In many biological systems, we can view samples as non-negative linear combinations of unknown components. Extracting these components provides insights into the underlying processes of the system. One recent example is cell-free ChIP-seq (cfChIP-seq) data, which combines chromatin modification programs originating from various populations of cells, that differ in type and state.
The decomposition task is typically approached using the Non-negative Matrix Factorization (NMF) model, resulting in estimations of mixture weights and constant components. However, in many cases, and specifically in cfChIP-seq data, there is possible variation between samples that is not explained entirely by the sample-specific mixture weights, but by a variation between samples in the components` signal itself.
Here, we account for this variation by introducing a probabilistic model named varNMF, wherein components are modeled as random variables instead of constant vectors.
With simulations, we show that in the presence of component variation, varNMF outperforms the generalization abilities of NMF. We demonstrate its real-world potential by applying it to cfChIP-seq samples from healthy donors and metastatic colorectal carcinoma (CRC) patients.

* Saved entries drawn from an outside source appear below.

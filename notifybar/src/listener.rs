//! Ingestion loop fed by a bus bridge with one JSON `Notify` request per line.

use chrono::NaiveDateTime;
use serde_json::json;
use tokio::io::{AsyncBufRead, AsyncBufReadExt, AsyncWrite, AsyncWriteExt};

use notify_store::QueueStore;

use crate::ingest::{NotificationService, NotifyRequest};

/// Read requests until EOF, queueing each one and answering `{"id":0}`.
///
/// Lines that do not decode are logged and skipped; a storage failure
/// stops the loop. Returns the number of notifications queued.
pub async fn run<S, R, W, C>(
    service: &NotificationService<'_, S>,
    reader: R,
    mut writer: W,
    clock: C,
) -> Result<usize, anyhow::Error>
where
    S: QueueStore,
    R: AsyncBufRead + Unpin,
    W: AsyncWrite + Unpin,
    C: Fn() -> NaiveDateTime,
{
    let mut lines = reader.lines();
    let mut accepted = 0;

    while let Some(line) = lines.next_line().await? {
        let line = line.trim();
        if line.is_empty() {
            continue;
        }
        let request: NotifyRequest = match serde_json::from_str(line) {
            Ok(req) => req,
            Err(e) => {
                tracing::warn!("Skipping undecodable request: {e}");
                continue;
            }
        };

        let id = service.notify(request, clock())?;
        accepted += 1;

        let mut reply = json!({ "id": id }).to_string();
        reply.push('\n');
        writer.write_all(reply.as_bytes()).await?;
        writer.flush().await?;
    }

    tracing::info!(accepted, "Listener input closed");
    Ok(accepted)
}

#[cfg(test)]
mod tests {
    use super::*;
    use crate::config::AppConfig;
    use chrono::NaiveDate;
    use notify_store::MemoryStore;
    use tokio::io::BufReader;

    fn now() -> NaiveDateTime {
        NaiveDate::from_ymd_opt(2024, 8, 9)
            .unwrap()
            .and_hms_opt(7, 45, 0)
            .unwrap()
    }

    #[tokio::test]
    async fn queues_each_request_and_replies() {
        let input = concat!(
            r#"{"app_name":"a","summary":"one","body":"x","expire_timeout":-1,"hints":{"urgency":2}}"#,
            "\n",
            "\n",
            r#"{"app_name":"b","summary":"two","body":"y","expire_timeout":1500}"#,
            "\n",
        );
        let store = MemoryStore::new();
        let config = AppConfig::default();
        let service = NotificationService::new(&store, &config);
        let mut out = Vec::new();

        let n = run(&service, BufReader::new(input.as_bytes()), &mut out, now)
            .await
            .unwrap();

        assert_eq!(n, 2);
        assert_eq!(String::from_utf8(out).unwrap(), "{\"id\":0}\n{\"id\":0}\n");
        let queued = store.read_all().unwrap();
        assert_eq!(queued.len(), 2);
        assert_eq!(queued[0].summary, "one");
        assert_eq!(queued[0].expire_timeout, 4000);
        assert_eq!(queued[0].urgency, 2);
        assert_eq!(queued[1].summary, "two");
        assert_eq!(queued[1].expire_timeout, 1500);
        assert!(queued.iter().all(|r| r.timetag == now()));
    }

    #[tokio::test]
    async fn skips_undecodable_lines() {
        let input = "not json\n{\"summary\":\"ok\"}\n[1,2]\n";
        let store = MemoryStore::new();
        let config = AppConfig::default();
        let service = NotificationService::new(&store, &config);
        let mut out = Vec::new();

        let n = run(&service, BufReader::new(input.as_bytes()), &mut out, now)
            .await
            .unwrap();

        assert_eq!(n, 1);
        let queued = store.read_all().unwrap();
        assert_eq!(queued.len(), 1);
        assert_eq!(queued[0].summary, "ok");
        assert_eq!(queued[0].expire_timeout, 4000);
    }
}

VarNMF shows a significant advantage in generalization over NMF, suggesting the existence of per-sample variation in cell-type signals. VarNMF infers components associated with cell-types expected in this dataset, without any prior knowledge. It also estimates each component’s contribution to each sample. Furthermore, with varNMF we can observe component variability between samples directly, and indicate, for example, differential disease behavior.
Taken together, these results illustrate the potential of varNMF as a tool for component decomposition in biological contexts.